To generate sets of movement sequences, per player per fixture, players’ movement units were first derived through the discretisation of velocity, acceleration and turning angle values into qualitative locomotive labels based on some thresholds published by White et al. [11] SMP framework. Velocity locomotive labels are: walk, jog, run and sprint. Acceleration locomotive labels are: acceleration, neutral and deceleration. Turning angles locomotive labels are: straight, acute-change, large-change and backwards.

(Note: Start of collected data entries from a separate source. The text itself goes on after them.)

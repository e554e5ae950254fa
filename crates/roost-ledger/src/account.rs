//! Accounts held by the ledger
//!
//! Every account pairs a coin balance with a persistent state cell. Wallets
//! are plain value holders with an empty state; contract accounts carry
//! their whole state as a cell tree that handlers decode, transition and
//! re-encode.

use roost_cell::Cell;
use serde::{Deserialize, Serialize};

/// What kind of code runs at an address
#[derive(Debug, Clone, Copy, PartialEq, Eq, Serialize, Deserialize)]
pub enum ContractKind {
    /// Externally controlled value holder; accepts anything, runs nothing
    Wallet,
    Counter,
    Collection,
    Item,
}

impl ContractKind {
    pub fn name(&self) -> &'static str {
        match self {
            ContractKind::Wallet => "wallet",
            ContractKind::Counter => "counter",
            ContractKind::Collection => "collection",
            ContractKind::Item => "item",
        }
    }
}

/// One ledger account
#[derive(Debug, Clone, PartialEq, Eq, Serialize, Deserialize)]
pub struct Account {
    pub kind: ContractKind,
    /// Balance in nano units
    pub balance: u128,
    /// Persistent state as a cell tree; empty for wallets
    pub state: Cell,
}

impl Account {
    /// A wallet holding `balance`
    pub fn wallet(balance: u128) -> Self {
        Self {
            kind: ContractKind::Wallet,
            balance,
            state: Cell::empty(),
        }
    }

    /// A freshly deployed contract
    pub fn contract(kind: ContractKind, balance: u128, state: Cell) -> Self {
        Self {
            kind,
            balance,
            state,
        }
    }
}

Hence, movement units are combinations of all (i.e. \(4 \times 4 \times 3 = 48\)) possible locomotive labels encoded by lower- and uppercase alphabets (see Table 3 for examples). For each player per fixture, GPS data are processed into a sequence of movement units (e.g. uuvvuuSSHGHopdK) and later split into subsequences (i.e. a set of discrete movement sequences) after removing movement units representing the time of locomotive inactivity on the field (i.e. velocity is less than 1.2 m/s). Each set of discrete movement sequences was generated at player-per-fixture granularity. A total of 10,811 sets of discrete movement sequences were generated for both elite rugby league forwards (\(n= 5616\)) and league backs (\(n=5195\)).

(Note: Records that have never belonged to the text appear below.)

//! The collection contract
//!
//! The registry and shop of a game asset collection. It owns the price
//! table, mints item contracts at deterministically derived addresses,
//! routes consumable heals to existing items and answers the read-side
//! lookups (collection data, item address by index, combined content,
//! royalty parameters).

use crate::contracts::{item, Effect, ExecCtx, MIN_RESERVE};
use crate::{begin_body, ops, Address, ContractKind, ExecError, Message, StateInit};
use roost_cell::snake::{decode_content, encode_content, TAG_OFFCHAIN};
use roost_cell::{Cell, CellBuilder, CellError};
use roost_game::{ItemStats, PriceEntry, PriceTable};
use serde::{Deserialize, Serialize};

/// Royalty terms exposed alongside the collection
#[derive(Debug, Clone, Copy, PartialEq, Eq, Serialize, Deserialize)]
pub struct RoyaltyParams {
    /// Numerator of the royalty fraction
    pub factor: u16,
    /// Denominator of the royalty fraction
    pub base: u16,
    /// Where royalties are paid
    pub address: Address,
}

impl RoyaltyParams {
    fn to_cell(&self) -> Result<Cell, CellError> {
        let mut b = CellBuilder::new();
        b.store_uint(self.factor as u64, 16)?;
        b.store_uint(self.base as u64, 16)?;
        self.address.store(&mut b)?;
        Ok(b.build())
    }

    fn from_cell(cell: &Cell) -> Result<Self, CellError> {
        let mut s = cell.begin_parse();
        Ok(Self {
            factor: s.load_uint(16)? as u16,
            base: s.load_uint(16)? as u16,
            address: Address::load(&mut s)?,
        })
    }
}

/// Deploy-time configuration of a collection
#[derive(Debug, Clone, PartialEq, Eq, Serialize, Deserialize)]
pub struct CollectionConfig {
    pub owner: Address,
    /// Off-chain URL describing the collection itself
    pub collection_url: String,
    /// Shared base URL items append their own content to
    pub common_url: String,
    pub royalty: RoyaltyParams,
    pub prices: PriceTable,
}

/// Persistent collection state
#[derive(Debug, Clone, PartialEq, Eq)]
pub struct CollectionState {
    pub owner: Address,
    /// Index the next mint will take; counting starts at 1
    pub next_item_index: u64,
    /// Stand-in for the hash of the item contract code
    pub item_code_hash: u64,
    /// Two refs: collection content, shared common content
    pub content: Cell,
    pub prices: PriceTable,
    pub royalty: RoyaltyParams,
}

impl CollectionState {
    /// Initial state for a fresh deployment
    pub fn new(config: &CollectionConfig) -> Result<Self, CellError> {
        let mut content = CellBuilder::new();
        content.store_ref(encode_content(TAG_OFFCHAIN, config.collection_url.as_bytes()))?;
        content.store_ref(encode_content(TAG_OFFCHAIN, config.common_url.as_bytes()))?;
        Ok(Self {
            owner: config.owner,
            next_item_index: 1,
            item_code_hash: item::item_code_hash(),
            content: content.build(),
            prices: config.prices.clone(),
            royalty: config.royalty,
        })
    }

    pub fn to_cell(&self) -> Result<Cell, CellError> {
        let mut b = CellBuilder::new();
        self.owner.store(&mut b)?;
        b.store_uint(self.next_item_index, 64)?;
        b.store_uint(self.item_code_hash, 64)?;
        b.store_ref(self.content.clone())?;
        b.store_ref(self.prices.to_cell()?)?;
        b.store_ref(self.royalty.to_cell()?)?;
        Ok(b.build())
    }

    pub fn from_cell(cell: &Cell) -> Result<Self, CellError> {
        let mut s = cell.begin_parse();
        let owner = Address::load(&mut s)?;
        let next_item_index = s.load_uint(64)?;
        let item_code_hash = s.load_uint(64)?;
        let content = s.load_ref()?.clone();
        let prices = PriceTable::from_cell(s.load_ref()?)?;
        let royalty = RoyaltyParams::from_cell(s.load_ref()?)?;
        Ok(Self {
            owner,
            next_item_index,
            item_code_hash,
            content,
            prices,
            royalty,
        })
    }

    /// Where the item with `index` lives (or will live once minted)
    pub fn item_address(&self, collection: Address, index: u64) -> Address {
        Address::derive_item(self.item_code_hash, collection, index)
    }

    /// The collection's own content URL bytes
    pub fn collection_content(&self) -> Result<Vec<u8>, CellError> {
        let mut s = self.content.begin_parse();
        Ok(decode_content(s.load_ref()?)?.1)
    }

    /// The shared base URL bytes
    pub fn common_content(&self) -> Result<Vec<u8>, CellError> {
        let mut s = self.content.begin_parse();
        s.load_ref()?;
        Ok(decode_content(s.load_ref()?)?.1)
    }

    /// Full content of one item: shared base URL plus its individual part
    pub fn nft_content(&self, individual: &[u8]) -> Result<Vec<u8>, CellError> {
        let mut full = self.common_content()?;
        full.extend_from_slice(individual);
        Ok(full)
    }
}

pub(crate) fn execute(state: &Cell, ctx: &ExecCtx<'_>) -> Result<Effect, ExecError> {
    let mut collection = CollectionState::from_cell(state)?;
    let mut body = ctx.msg.body.begin_parse();
    let op = body.load_uint(32)? as u32;
    let query_id = body.load_uint(64)?;

    if op == ops::purchase() {
        let id = body.load_uint(8)? as u8;
        let entry = *collection.prices.get(id).ok_or(ExecError::UnknownId(id))?;
        let price = entry.price();
        if ctx.msg.value < price {
            return Err(ExecError::InsufficientPayment {
                required: price,
                provided: ctx.msg.value,
            });
        }
        let forward = ctx.msg.value - price;

        match entry {
            PriceEntry::Class(boost) => {
                let index = collection.next_item_index;
                let item_state = item::ItemState {
                    code_hash: collection.item_code_hash,
                    index,
                    collection: ctx.addr,
                    owner: Some(ctx.msg.src),
                    stats: ItemStats::minted(boost.atk, boost.def, boost.spd),
                    content: id.to_string().into_bytes(),
                };
                let dst = collection.item_address(ctx.addr, index);
                collection.next_item_index += 1;
                Ok(Effect {
                    state: collection.to_cell()?,
                    outbound: vec![Message {
                        src: ctx.addr,
                        dst,
                        value: forward,
                        body: Cell::empty(),
                        init: Some(StateInit {
                            kind: ContractKind::Item,
                            state: item_state.to_cell()?,
                        }),
                    }],
                })
            }
            PriceEntry::Item(heal) => {
                let index = body.load_uint(64)?;
                if index == 0 || index >= collection.next_item_index {
                    return Err(ExecError::UnknownItem(index));
                }
                let dst = collection.item_address(ctx.addr, index);
                let mut consume = begin_body(ops::consume(), query_id)?;
                consume.store_uint(heal.hp as u64, 16)?;
                consume.store_uint(heal.energy as u64, 16)?;
                Ok(Effect {
                    state: collection.to_cell()?,
                    outbound: vec![Message::internal(ctx.addr, dst, forward, consume.build())],
                })
            }
        }
    } else if op == ops::withdraw() {
        if ctx.msg.src != collection.owner {
            return Err(ExecError::Unauthorized);
        }
        let requested = body.load_coins()?;
        let payable = requested.min(ctx.balance.saturating_sub(MIN_RESERVE));
        Ok(Effect {
            state: collection.to_cell()?,
            outbound: vec![Message::internal(
                ctx.addr,
                collection.owner,
                payable,
                Cell::empty(),
            )],
        })
    } else if op == ops::change_owner() {
        if ctx.msg.src != collection.owner {
            return Err(ExecError::Unauthorized);
        }
        collection.owner = Address::load(&mut body)?;
        Ok(Effect::keep(collection.to_cell()?))
    } else if op == ops::update_price() {
        if ctx.msg.src != collection.owner {
            return Err(ExecError::Unauthorized);
        }
        let id = body.load_uint(8)? as u8;
        let price = body.load_coins()?;
        if !collection.prices.set_price(id, price) {
            return Err(ExecError::UnknownId(id));
        }
        Ok(Effect::keep(collection.to_cell()?))
    } else if op == ops::deposit() {
        Ok(Effect::keep(collection.to_cell()?))
    } else {
        Err(ExecError::UnknownOp(op))
    }
}

/// Body of a class purchase
pub fn purchase_class_body(query_id: u64, class_id: u8) -> Result<Cell, CellError> {
    let mut b = begin_body(ops::purchase(), query_id)?;
    b.store_uint(class_id as u64, 8)?;
    Ok(b.build())
}

/// Body of a consumable purchase aimed at an existing item
pub fn purchase_item_body(query_id: u64, item_id: u8, item_index: u64) -> Result<Cell, CellError> {
    let mut b = begin_body(ops::purchase(), query_id)?;
    b.store_uint(item_id as u64, 8)?;
    b.store_uint(item_index, 64)?;
    Ok(b.build())
}

/// Body of an `op::withdraw` request
pub fn withdraw_body(query_id: u64, amount: u128) -> Result<Cell, CellError> {
    let mut b = begin_body(ops::withdraw(), query_id)?;
    b.store_coins(amount)?;
    Ok(b.build())
}

/// Body of an `op::change_owner` request
pub fn change_owner_body(query_id: u64, new_owner: Address) -> Result<Cell, CellError> {
    let mut b = begin_body(ops::change_owner(), query_id)?;
    new_owner.store(&mut b)?;
    Ok(b.build())
}

/// Body of an `op::update_price` request
pub fn update_price_body(query_id: u64, id: u8, price: u128) -> Result<Cell, CellError> {
    let mut b = begin_body(ops::update_price(), query_id)?;
    b.store_uint(id as u64, 8)?;
    b.store_coins(price)?;
    Ok(b.build())
}

#[cfg(test)]
mod tests {
    use super::*;
    use roost_game::NANO;

    fn config() -> CollectionConfig {
        CollectionConfig {
            owner: Address::from_seed("deployer"),
            collection_url: "https://game.example/collection.json".into(),
            common_url: "https://game.example/items/".into(),
            royalty: RoyaltyParams {
                factor: 5,
                base: 100,
                address: Address::from_seed("deployer"),
            },
            prices: PriceTable::standard(),
        }
    }

    #[test]
    fn test_state_cell_roundtrip() {
        let state = CollectionState::new(&config()).unwrap();
        let cell = state.to_cell().unwrap();
        let parsed = CollectionState::from_cell(&cell).unwrap();
        assert_eq!(parsed, state);
        assert_eq!(parsed.next_item_index, 1);
        assert_eq!(parsed.prices.price_of(7), Some(NANO));
    }

    #[test]
    fn test_content_accessors() {
        let state = CollectionState::new(&config()).unwrap();
        assert_eq!(
            state.collection_content().unwrap(),
            b"https://game.example/collection.json"
        );
        assert_eq!(
            state.nft_content(b"7").unwrap(),
            b"https://game.example/items/7"
        );
    }

    #[test]
    fn test_item_addresses_are_per_collection_and_index() {
        let state = CollectionState::new(&config()).unwrap();
        let here = Address::from_seed("collection-a");
        let there = Address::from_seed("collection-b");
        assert_ne!(state.item_address(here, 1), state.item_address(here, 2));
        assert_ne!(state.item_address(here, 1), state.item_address(there, 1));
    }
}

Table 1 Performance metrics extracted from the confusion matrix

3.3 Movement pattern extraction and classification input data

The l-length closed contiguous pattern mining algorithm (i.e. LCCspm) [10] was applied to extract closed contiguous movement patterns from each set of generated movement sequences for both rugby league positional groups. The l parameter of the LCCspm algorithm was set to 20 (i.e. 2 s timeframe) to ensure long closed contiguous movement activities of players are extracted. The support parameter of the LCCspm algorithm was set to 5% to ensure a large number of frequent movement patterns can be identified as a higher support value will identify few frequent movement patterns.

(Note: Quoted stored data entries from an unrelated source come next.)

//! Snake strings: unbounded byte strings chained through bounded cells
//!
//! Each cell carries up to [`SNAKE_CHUNK_BYTES`] bytes of payload and a
//! single reference to the next link. Content strings additionally carry a
//! one-byte tag ([`TAG_ONCHAIN`] / [`TAG_OFFCHAIN`]) as the first payload
//! byte, and may instead arrive as a chunk dictionary keyed by sequential
//! 32-bit ids.

use crate::{dict, Cell, CellError, CellSlice, DictValue, Result};

/// Payload bytes per snake link (1016 bits, within the 1023-bit cap)
pub const SNAKE_CHUNK_BYTES: usize = 127;

/// Walk depth cap for snake chains
pub const MAX_SNAKE_DEPTH: usize = 4096;

/// Content tag: payload stored on-chain
pub const TAG_ONCHAIN: u8 = 0x00;

/// Content tag: payload is an off-chain URL
pub const TAG_OFFCHAIN: u8 = 0x01;

/// Chunk dictionary key width (sequential 32-bit ids)
const CHUNK_KEY_BITS: u32 = 32;

/// Encode a byte string as a snake chain, returning the head cell
///
/// The chain is built tail-first: the last chunk becomes the innermost cell
/// with no reference. Empty input yields the empty cell; a single chunk
/// yields one cell with no reference.
pub fn encode_snake(bytes: &[u8]) -> Cell {
    let mut chunks = bytes.chunks(SNAKE_CHUNK_BYTES).rev();
    let mut cell = match chunks.next() {
        Some(tail) => chunk_cell(tail, None),
        None => return Cell::empty(),
    };
    for chunk in chunks {
        cell = chunk_cell(chunk, Some(cell));
    }
    cell
}

fn chunk_cell(chunk: &[u8], next: Option<Cell>) -> Cell {
    let refs = match next {
        Some(next) => vec![next],
        None => Vec::new(),
    };
    Cell::from_parts(chunk.to_vec(), chunk.len() * 8, refs)
}

/// Decode a snake chain starting at `head`
///
/// Concatenates each link's full payload, stopping at a link with no bits or
/// no next reference. The walk is depth-capped so a malformed chain cannot
/// loop forever.
pub fn decode_snake(head: &Cell) -> Result<Vec<u8>> {
    decode_snake_from(head.begin_parse())
}

/// Decode a snake chain from a cursor that may already be partly consumed
pub fn decode_snake_from(slice: CellSlice<'_>) -> Result<Vec<u8>> {
    let mut out = Vec::new();
    let mut cursor = slice;
    for _ in 0..MAX_SNAKE_DEPTH {
        let payload = cursor.load_remaining_bytes()?;
        let ended = payload.is_empty();
        out.extend(payload);
        if ended || cursor.remaining_refs() == 0 {
            return Ok(out);
        }
        cursor = cursor.load_ref()?.begin_parse();
    }
    Err(CellError::ChainTooDeep)
}

/// Encode a content string: one tag byte, then the payload as a snake
pub fn encode_content(tag: u8, bytes: &[u8]) -> Cell {
    let mut tagged = Vec::with_capacity(bytes.len() + 1);
    tagged.push(tag);
    tagged.extend_from_slice(bytes);
    encode_snake(&tagged)
}

/// Decode a content string into its tag byte and payload
pub fn decode_content(cell: &Cell) -> Result<(u8, Vec<u8>)> {
    let flat = decode_snake(cell)?;
    match flat.split_first() {
        Some((&tag, rest)) => Ok((tag, rest.to_vec())),
        None => Err(CellError::EmptyContent),
    }
}

/// One chunk of a chunk-dictionary content string: a reference to a snake
struct ChunkRef(Vec<u8>);

impl DictValue for ChunkRef {
    fn store(&self, builder: &mut crate::CellBuilder) -> Result<()> {
        builder.store_ref(encode_snake(&self.0))?;
        Ok(())
    }

    fn load(slice: &mut CellSlice<'_>) -> Result<Self> {
        Ok(ChunkRef(decode_snake(slice.load_ref()?)?))
    }
}

/// Encode a byte string as a chunk dictionary keyed by sequential 32-bit ids
pub fn encode_chunk_dict(bytes: &[u8]) -> Result<Cell> {
    let entries: Vec<(u64, ChunkRef)> = bytes
        .chunks(SNAKE_CHUNK_BYTES)
        .enumerate()
        .map(|(i, chunk)| (i as u64, ChunkRef(chunk.to_vec())))
        .collect();
    dict::serialize_dict(entries, CHUNK_KEY_BITS)
}

/// Decode a chunk dictionary: concatenate chunk values in ascending key order
pub fn decode_chunk_dict(slice: CellSlice<'_>) -> Result<Vec<u8>> {
    let mut entries: Vec<(u64, ChunkRef)> = dict::parse_dict_from(slice, CHUNK_KEY_BITS)?;
    entries.sort_by_key(|(key, _)| *key);
    let mut out = Vec::new();
    for (_, chunk) in entries {
        out.extend(chunk.0);
    }
    Ok(out)
}

/// Decode one content entry behind a reference, as stored in keyed tables
///
/// The referenced cell starts with a discriminator byte: `0` means the rest
/// is a snake chain, `1` means the rest is a chunk dictionary. Any other
/// value yields empty content rather than an error; stored data with a
/// future encoding reads as blank instead of wedging every reader.
pub fn decode_content_entry(slice: &mut CellSlice<'_>) -> Result<Vec<u8>> {
    let mut inner = slice.load_ref()?.begin_parse();
    match inner.load_uint(8)? {
        0 => decode_snake_from(inner),
        1 => decode_chunk_dict(inner),
        _ => Ok(Vec::new()),
    }
}

#[cfg(test)]
mod tests {
    use super::*;
    use crate::CellBuilder;

    fn sample_bytes(len: usize) -> Vec<u8> {
        (0..len).map(|i| (i % 251) as u8).collect()
    }

    #[test]
    fn test_snake_roundtrip_lengths() {
        for len in [0, 1, 126, 127, 128, 254, 255, 1000, 5000] {
            let bytes = sample_bytes(len);
            let cell = encode_snake(&bytes);
            assert_eq!(decode_snake(&cell).unwrap(), bytes, "length {}", len);
        }
    }

    #[test]
    fn test_snake_empty_is_empty_cell() {
        assert!(encode_snake(&[]).is_empty());
        assert_eq!(decode_snake(&Cell::empty()).unwrap(), Vec::<u8>::new());
    }

    #[test]
    fn test_snake_single_chunk_has_no_ref() {
        let cell = encode_snake(&sample_bytes(127));
        assert_eq!(cell.bit_len(), 127 * 8);
        assert!(cell.refs().is_empty());
    }

    #[test]
    fn test_snake_chain_shape() {
        // 300 bytes: 127 + 127 + 46, so two links and a tail
        let cell = encode_snake(&sample_bytes(300));
        assert_eq!(cell.bit_len(), 127 * 8);
        let mid = cell.reference(0).unwrap();
        assert_eq!(mid.bit_len(), 127 * 8);
        let tail = mid.reference(0).unwrap();
        assert_eq!(tail.bit_len(), 46 * 8);
        assert!(tail.refs().is_empty());
    }

    #[test]
    fn test_content_tag_roundtrip() {
        let url = b"https://assets.example.xyz/metadata/";
        let cell = encode_content(TAG_OFFCHAIN, url);
        let (tag, payload) = decode_content(&cell).unwrap();
        assert_eq!(tag, TAG_OFFCHAIN);
        assert_eq!(payload, url);
    }

    #[test]
    fn test_content_empty_fails() {
        assert_eq!(
            decode_content(&Cell::empty()).unwrap_err(),
            CellError::EmptyContent
        );
    }

    #[test]
    fn test_chunk_dict_roundtrip() {
        for len in [0, 1, 127, 128, 1000, 5000] {
            let bytes = sample_bytes(len);
            let dict = encode_chunk_dict(&bytes).unwrap();
            assert_eq!(
                decode_chunk_dict(dict.begin_parse()).unwrap(),
                bytes,
                "length {}",
                len
            );
        }
    }

    #[test]
    fn test_content_entry_snake_form() {
        let mut inner = CellBuilder::new();
        inner.store_uint(0, 8).unwrap();
        inner.store_bytes(b"hello").unwrap();
        let mut outer = CellBuilder::new();
        outer.store_ref(inner.build()).unwrap();
        let outer = outer.build();

        let mut s = outer.begin_parse();
        assert_eq!(decode_content_entry(&mut s).unwrap(), b"hello");
    }

    #[test]
    fn test_content_entry_chunked_form() {
        let bytes = sample_bytes(400);
        let dict = encode_chunk_dict(&bytes).unwrap();

        let mut inner = CellBuilder::new();
        inner.store_uint(1, 8).unwrap();
        inner.store_cell_contents(&dict).unwrap();
        let mut outer = CellBuilder::new();
        outer.store_ref(inner.build()).unwrap();
        let outer = outer.build();

        let mut s = outer.begin_parse();
        assert_eq!(decode_content_entry(&mut s).unwrap(), bytes);
    }

    #[test]
    fn test_content_entry_unknown_discriminator_is_empty() {
        // Discriminators other than 0 and 1 decode to empty content, not an
        // error; the quirk is part of the wire contract.
        for disc in [2u64, 3, 200, 255] {
            let mut inner = CellBuilder::new();
            inner.store_uint(disc, 8).unwrap();
            inner.store_bytes(b"ignored").unwrap();
            let mut outer = CellBuilder::new();
            outer.store_ref(inner.build()).unwrap();
            let outer = outer.build();

            let mut s = outer.begin_parse();
            assert_eq!(decode_content_entry(&mut s).unwrap(), Vec::<u8>::new());
        }
    }
}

To generate the dataset for classification modelling, the unique movement patterns extracted across all sets of discrete movement sequences were identified by finding the union of all extracted movement patterns. This set of unique movement patterns was used as independent variables for the classification modelling input data. The values of each unique movement pattern in the dataset are “x” or “0”, where “x” is the relative frequency of the performed movement pattern within a fixture and 0 if the movement pattern was not performed. This classification input data are referred to as “full dataset”.

3.4 Data analyses phases

The framework shown in Fig. 1 captures the two phases of data analysis conducted. In phase I, machine learning classification algorithms were utilised to develop models for classifying rugby league players into groups, to measure how well movement patterns can classify players into groups and find the best model. Six classification algorithms (i.e. decision tree, Naïve Bayes, random forest, logistic regression, multi-layered perceptron and k-nearest neighbours) were chosen based on their distinct learning method as well as for identifying the best model through comparison of performance. The default parameters of each algorithm were used except for the k parameter of the k-nearest neighbour algorithm which was set to 5 and MLP whose hidden layer sizes were set to 1000, 500, 250, 125, 50 and 25.

The classification modelling task is to predict whether an elite rugby league player (per fixture) is a forward or back. Using the data generated in Sect. 3.3, classification models were developed via tenfold cross-validation (Fig. 1). The tenfold cross-validation technique [19] splits data into ten partitions, and nine partitions are used for training models, while the remaining partition is utilised for testing. It is repeated 10 times until each partition is used for testing the models. The result of all cross-validated models is aggregated during performance evaluation. Classification models are evaluated [20] using the following evaluation metrics: accuracy, precision, recall and F1-score (Table 1).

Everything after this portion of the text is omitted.